Exercise instructions
Without changing anything, output the records below.

___ Information shown

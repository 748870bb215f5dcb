//! Contact capability flags and the OR-reduction that combines them.

use serde::{Deserialize, Serialize};

bitflags::bitflags! {
    /// Communication channels a contact can be reached on.
    ///
    /// A master contact can do anything one of its roster contacts can do,
    /// so combining is a plain bitwise OR.
    #[derive(Debug, Clone, Copy, PartialEq, Eq, Hash, Default, Serialize, Deserialize)]
    pub struct Capabilities: u32 {
        /// Text chat.
        const CHAT = 1 << 0;
        /// Voice calls.
        const VOICE = 1 << 1;
        /// Video calls.
        const VIDEO = 1 << 2;
        /// Regular phone number.
        const PHONE = 1 << 3;
        /// Short messages.
        const SMS = 1 << 4;
        const EMAIL = 1 << 5;
        /// Postal address.
        const ADDRESS = 1 << 6;
    }
}

/// Combined capabilities of an identity: its own flags OR the flags of every
/// attached identity.
pub fn combine<I>(own: Capabilities, attached: I) -> Capabilities
where
    I: IntoIterator<Item = Capabilities>,
{
    attached.into_iter().fold(own, |acc, caps| acc | caps)
}
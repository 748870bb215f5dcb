use anyhow::{Context, Result};
use contacts_core::{
    AccountRef, Capabilities, ContactRecord, Presence, PresenceType, RosterRecord, ATTR_NICKNAME,
    ATTR_PINNED,
};
use serde::Deserialize;
use std::fs;
use std::path::Path;

const DEFAULT_PROTOCOL: &str = "lxmf";

/// Address book contents as stored on disk: saved contacts plus the roster
/// contacts each account currently reports.
#[derive(Debug, Clone, Default, Deserialize)]
#[serde(deny_unknown_fields)]
pub struct Snapshot {
    #[serde(default)]
    pub contacts: Vec<ContactEntry>,
    #[serde(default)]
    pub rosters: Vec<RosterEntry>,
}

#[derive(Debug, Clone, Deserialize)]
#[serde(deny_unknown_fields)]
pub struct ContactEntry {
    pub uid: String,
    #[serde(default)]
    pub name: Option<String>,
    #[serde(default)]
    pub nickname: Option<String>,
    #[serde(default)]
    pub pinned: bool,
    #[serde(default)]
    pub presence: Option<PresenceType>,
    #[serde(default)]
    pub capabilities: Capabilities,
}

#[derive(Debug, Clone, Deserialize)]
#[serde(deny_unknown_fields)]
pub struct RosterEntry {
    pub uid: String,
    pub account: String,
    #[serde(default)]
    pub protocol: Option<String>,
    #[serde(default)]
    pub name: Option<String>,
    #[serde(default)]
    pub presence: Option<PresenceType>,
    #[serde(default)]
    pub message: Option<String>,
    #[serde(default)]
    pub capabilities: Capabilities,
    #[serde(default)]
    pub avatar: Option<String>,
    /// Uids of the saved contacts this identity belongs to. Empty means the
    /// identity is shown under a temporary contact of its own.
    #[serde(default)]
    pub masters: Vec<String>,
}

impl Snapshot {
    pub fn from_toml(input: &str) -> Result<Self> {
        toml::from_str(input).context("invalid address book snapshot")
    }

    pub fn load(path: &Path) -> Result<Self> {
        let contents = fs::read_to_string(path)
            .with_context(|| format!("failed to read snapshot {}", path.display()))?;
        Self::from_toml(&contents).with_context(|| format!("in {}", path.display()))
    }
}

impl ContactEntry {
    pub fn to_record(&self) -> ContactRecord {
        let mut record = ContactRecord::new(&self.uid).with_capabilities(self.capabilities);
        if let Some(name) = &self.name {
            record = record.with_name(name);
        }
        if let Some(nickname) = &self.nickname {
            record = record.with_attribute(ATTR_NICKNAME, nickname);
        }
        if self.pinned {
            record = record.with_attribute(ATTR_PINNED, "true");
        }
        if let Some(kind) = self.presence {
            record = record.with_presence(Presence::new(kind));
        }
        record
    }
}

impl RosterEntry {
    pub fn to_record(&self) -> RosterRecord {
        let protocol = self.protocol.as_deref().unwrap_or(DEFAULT_PROTOCOL);
        let mut record = RosterRecord::new(&self.uid, AccountRef::new(&self.account, protocol))
            .with_capabilities(self.capabilities);
        if let Some(name) = &self.name {
            record = record.with_name(name);
        }
        if let Some(kind) = self.presence {
            let mut presence = Presence::new(kind);
            if let Some(message) = &self.message {
                presence = presence.with_message(message);
            }
            record = record.with_presence(presence);
        }
        if let Some(avatar) = &self.avatar {
            record = record.with_avatar(avatar);
        }
        record
    }
}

______

Problem solution
repository 748870bb215f5dcb
//! Contact capability flags and the OR-reduction that combines them.

use serde::{Deserialize, Serialize};

bitflags::bitflags! {
    /// Communication channels a contact can be reached on.
    ///
    /// A master contact can do anything one of its roster contacts can do,
    /// so combining is a plain bitwise OR.
    #[derive(Debug, Clone, Copy, PartialEq, Eq, Hash, Default, Serialize, Deserialize)]
    pub struct Capabilities: u32 {
        /// Text chat.
        const CHAT = 1 << 0;
        /// Voice calls.
        const VOICE = 1 << 1;
        /// Video calls.
        const VIDEO = 1 << 2;
        /// Regular phone number.
        const PHONE = 1 << 3;
        /// Short messages.
        const SMS = 1 << 4;
        const EMAIL = 1 << 5;
        /// Postal address.
        const ADDRESS = 1 << 6;
    }
}

/// Combined capabilities of an identity: its own flags OR the flags of every
/// attached identity.
pub fn combine<I>(own: Capabilities, attached: I) -> Capabilities
where
    I: IntoIterator<Item = Capabilities>,
{
    attached.into_iter().fold(own, |acc, caps| acc | caps)
}
repository 748870bb215f5dcb
use anyhow::{Context, Result};
use contacts_core::{
    AccountRef, Capabilities, ContactRecord, Presence, PresenceType, RosterRecord, ATTR_NICKNAME,
    ATTR_PINNED,
};
use serde::Deserialize;
use std::fs;
use std::path::Path;

const DEFAULT_PROTOCOL: &str = "lxmf";

/// Address book contents as stored on disk: saved contacts plus the roster
/// contacts each account currently reports.
#[derive(Debug, Clone, Default, Deserialize)]
#[serde(deny_unknown_fields)]
pub struct Snapshot {
    #[serde(default)]
    pub contacts: Vec<ContactEntry>,
    #[serde(default)]
    pub rosters: Vec<RosterEntry>,
}

#[derive(Debug, Clone, Deserialize)]
#[serde(deny_unknown_fields)]
pub struct ContactEntry {
    pub uid: String,
    #[serde(default)]
    pub name: Option<String>,
    #[serde(default)]
    pub nickname: Option<String>,
    #[serde(default)]
    pub pinned: bool,
    #[serde(default)]
    pub presence: Option<PresenceType>,
    #[serde(default)]
    pub capabilities: Capabilities,
}

#[derive(Debug, Clone, Deserialize)]
#[serde(deny_unknown_fields)]
pub struct RosterEntry {
    pub uid: String,
    pub account: String,
    #[serde(default)]
    pub protocol: Option<String>,
    #[serde(default)]
    pub name: Option<String>,
    #[serde(default)]
    pub presence: Option<PresenceType>,
    #[serde(default)]
    pub message: Option<String>,
    #[serde(default)]
    pub capabilities: Capabilities,
    #[serde(default)]
    pub avatar: Option<String>,
    /// Uids of the saved contacts this identity belongs to. Empty means the
    /// identity is shown under a temporary contact of its own.
    #[serde(default)]
    pub masters: Vec<String>,
}

impl Snapshot {
    pub fn from_toml(input: &str) -> Result<Self> {
        toml::from_str(input).context("invalid address book snapshot")
    }

    pub fn load(path: &Path) -> Result<Self> {
        let contents = fs::read_to_string(path)
            .with_context(|| format!("failed to read snapshot {}", path.display()))?;
        Self::from_toml(&contents).with_context(|| format!("in {}", path.display()))
    }
}

impl ContactEntry {
    pub fn to_record(&self) -> ContactRecord {
        let mut record = ContactRecord::new(&self.uid).with_capabilities(self.capabilities);
        if let Some(name) = &self.name {
            record = record.with_name(name);
        }
        if let Some(nickname) = &self.nickname {
            record = record.with_attribute(ATTR_NICKNAME, nickname);
        }
        if self.pinned {
            record = record.with_attribute(ATTR_PINNED, "true");
        }
        if let Some(kind) = self.presence {
            record = record.with_presence(Presence::new(kind));
        }
        record
    }
}

impl RosterEntry {
    pub fn to_record(&self) -> RosterRecord {
        let protocol = self.protocol.as_deref().unwrap_or(DEFAULT_PROTOCOL);
        let mut record = RosterRecord::new(&self.uid, AccountRef::new(&self.account, protocol))
            .with_capabilities(self.capabilities);
        if let Some(name) = &self.name {
            record = record.with_name(name);
        }
        if let Some(kind) = self.presence {
            let mut presence = Presence::new(kind);
            if let Some(message) = &self.message {
                presence = presence.with_message(message);
            }
            record = record.with_presence(presence);
        }
        if let Some(avatar) = &self.avatar {
            record = record.with_avatar(avatar);
        }
        record
    }
}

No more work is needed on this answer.